Following the surrender of the Royal Yugoslav Army on 17 April 1941, JG 54 received orders on 3 May 1941 to turn over all Bf 109-Es so they could receive the new Bf 109-F variant. Transition training was completed at Airfield Stolp-Reitz in Pomerania. Following intensive training, the Geschwader was moved to airfields in Eastern Prussia. II. Gruppe under command of Hauptmann Hrabak was moved to Trakehnen on 20 June 1941. The Wehrmacht launched Operation Barbarossa, the invasion of the Soviet Union, on 22 June with II. Gruppe supporting Army Group North in its strategic goal towards Leningrad.

On 25 June, II. Gruppe was moved to an airfield at Kowno and was tasked with providing fighter escort for Panzer Group 4 advancing towards the Düna river. The next day, Stotz claimed his first aerial victory in this theater of operations over a Tupolev SB-2 bomber in the vicinity of Ostrov.

===Eastern Front===
On 7 August 1942, Stotz flew one of ten Bf 109s escorting a formation of Junkers Ju 88 bombers from Kampfgeschwader 3 (KG 3—3rd Bomber Wing) attacking the Soviet 6th and 8th Tank Corps at Sychyovka when they were intercepted by eight Yakovlev Yak-1 fighters from 32 IAP (32nd Fighter Aviation Regiment). In this encounter, Stotz claimed two Yak-1s shot down. On 16 August 1942, Stotz for the first time encountered the unknown to him Lavochkin La-5 fighter aircraft from 49 IAP (49th Fighter Aviation Regiment). That day, he claimed two aerial victories which were misidentified and filed as a Lavochkin-Gorbunov-Gudkov LaGG-3 and a Curtiss P-40 Warhawk.

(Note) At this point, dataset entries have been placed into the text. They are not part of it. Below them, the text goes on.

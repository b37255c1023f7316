//! Value formatting for iCalendar content lines.

use chrono::{DateTime, Utc};

/// Content-line terminator used for everything this crate writes.
pub const CRLF: &str = "\r\n";

/// Render a timestamp in calendar-basic UTC form: `YYYYMMDDTHHMMSSZ`.
pub fn format_utc(ts: &DateTime<Utc>) -> String {
    ts.format("%Y%m%dT%H%M%SZ").to_string()
}

/// Escape a TEXT value (RFC 5545 §3.3.11).
///
/// Backslash, semicolon and comma are backslash-escaped; any line break becomes
/// the two-character sequence `\n` so a value can never split a content line.
pub fn escape_text(value: &str) -> String {
    let mut out = String::with_capacity(value.len());
    let mut chars = value.chars().peekable();
    while let Some(c) = chars.next() {
        match c {
            '\\' => out.push_str("\\\\"),
            ';' => out.push_str("\\;"),
            ',' => out.push_str("\\,"),
            '\r' => {
                if chars.peek() == Some(&'\n') {
                    chars.next();
                }
                out.push_str("\\n");
            }
            '\n' => out.push_str("\\n"),
            other => out.push(other),
        }
    }
    out
}

#[cfg(test)]
mod tests {
    use super::*;
    use chrono::TimeZone;

    #[test]
    fn utc_basic_form() {
        let ts = Utc.with_ymd_and_hms(2024, 6, 1, 9, 5, 7).unwrap();
        assert_eq!(format_utc(&ts), "20240601T090507Z");
    }

    #[test]
    fn escapes_structural_characters() {
        assert_eq!(escape_text("a,b;c\\d"), "a\\,b\\;c\\\\d");
        assert_eq!(escape_text("line1\r\nline2\nline3"), "line1\\nline2\\nline3");
        assert_eq!(escape_text("Jane Doe"), "Jane Doe");
    }
}
//! Synthesis of events for internally stored data.
//!
//! Manual blocks and bookings are turned into [`EventRecord`]s with the same
//! shape as external events, so the serializer can treat all sources alike.

use tracing::warn;

use crate::model::{
    Booking, BookingStatus, EventRecord, EventStatus, ManualBlock, BLOCK_CATEGORY, SITE_CATEGORY,
};

/// Prefix of every block-derived UID. The block's primary key follows it.
pub const BLOCK_UID_PREFIX: &str = "block-";

/// Build the event for one manual block.
///
/// The UID is derived from the block's storage id, so repeated merges of the
/// same block always produce the same UID. A non-empty note becomes the
/// summary; otherwise `default_summary` is used. Blocks are always confirmed.
pub fn block_event(block: &ManualBlock, default_summary: &str) -> EventRecord {
    let summary = match block.note.as_deref() {
        Some(note) if !note.is_empty() => note.to_string(),
        _ => default_summary.to_string(),
    };

    let (start, end) = if block.from <= block.to {
        (block.from, block.to)
    } else {
        warn!(block_id = block.id, "manual block ends before it starts; swapping bounds");
        (block.to, block.from)
    };

    EventRecord {
        uid: format!("{BLOCK_UID_PREFIX}{}", block.id),
        summary,
        start,
        end,
        status: EventStatus::Confirmed,
        category: BLOCK_CATEGORY.to_string(),
    }
}

/// Build the event for one booking.
///
/// The booking id is already unique and is used as the UID. The summary is
/// `"<prefix> <guest name>"`.
pub fn booking_event(booking: &Booking, summary_prefix: &str) -> EventRecord {
    let guest = booking.guest_name.trim();
    let summary = match (summary_prefix.trim(), guest) {
        ("", guest) => guest.to_string(),
        (prefix, "") => prefix.to_string(),
        (prefix, guest) => format!("{prefix} {guest}"),
    };

    let (start, end) = if booking.check_in <= booking.check_out {
        (booking.check_in, booking.check_out)
    } else {
        warn!(booking_id = %booking.id, "booking checks out before it checks in; swapping bounds");
        (booking.check_out, booking.check_in)
    };

    EventRecord {
        uid: booking.id.clone(),
        summary,
        start,
        end,
        status: booking_status(booking.status),
        category: SITE_CATEGORY.to_string(),
    }
}

/// Only approved bookings are confirmed.
///
/// Requested, rejected and unrecognised bookings are all published as
/// tentative placeholders.
pub fn booking_status(status: BookingStatus) -> EventStatus {
    match status {
        BookingStatus::Approved => EventStatus::Confirmed,
        BookingStatus::Requested | BookingStatus::Rejected | BookingStatus::Other => {
            EventStatus::Tentative
        }
    }
}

On 29 October 1942, Stotz was credited with his 100th aerial victory. He was the 29th Luftwaffe pilot to achieve the century mark. The next day, he was awarded the Knight's Cross of the Iron Cross with Oak Leaves (Ritterkreuz des Eisernen Kreuzes mit Eichenlaub) for this achievement. He was the 137th member of the German armed forces to be so honored. The presentation was made by Adolf Hitler personally. On this account, he was also promoted to Leutnant (second lieutenant), backdated to 1 October 1942. On 30 December 1942, Stotz claimed 10 aerial victories, bringing his total to 129. On 12 January 1943, Soviet forces launched Operation Iskra, also known as the second battle of Lake Ladoga, an operation which created a corridor into the besieged city Leningrad. Defending against this operation, Stotz claimed his 150th aerial victory on 26 January when he was credited with five Lavochkin-Gorbunov-Gudkov LaGG-3 fighters and a single Yak-1 fighter shot down in the area of Mga and Shlisselburg.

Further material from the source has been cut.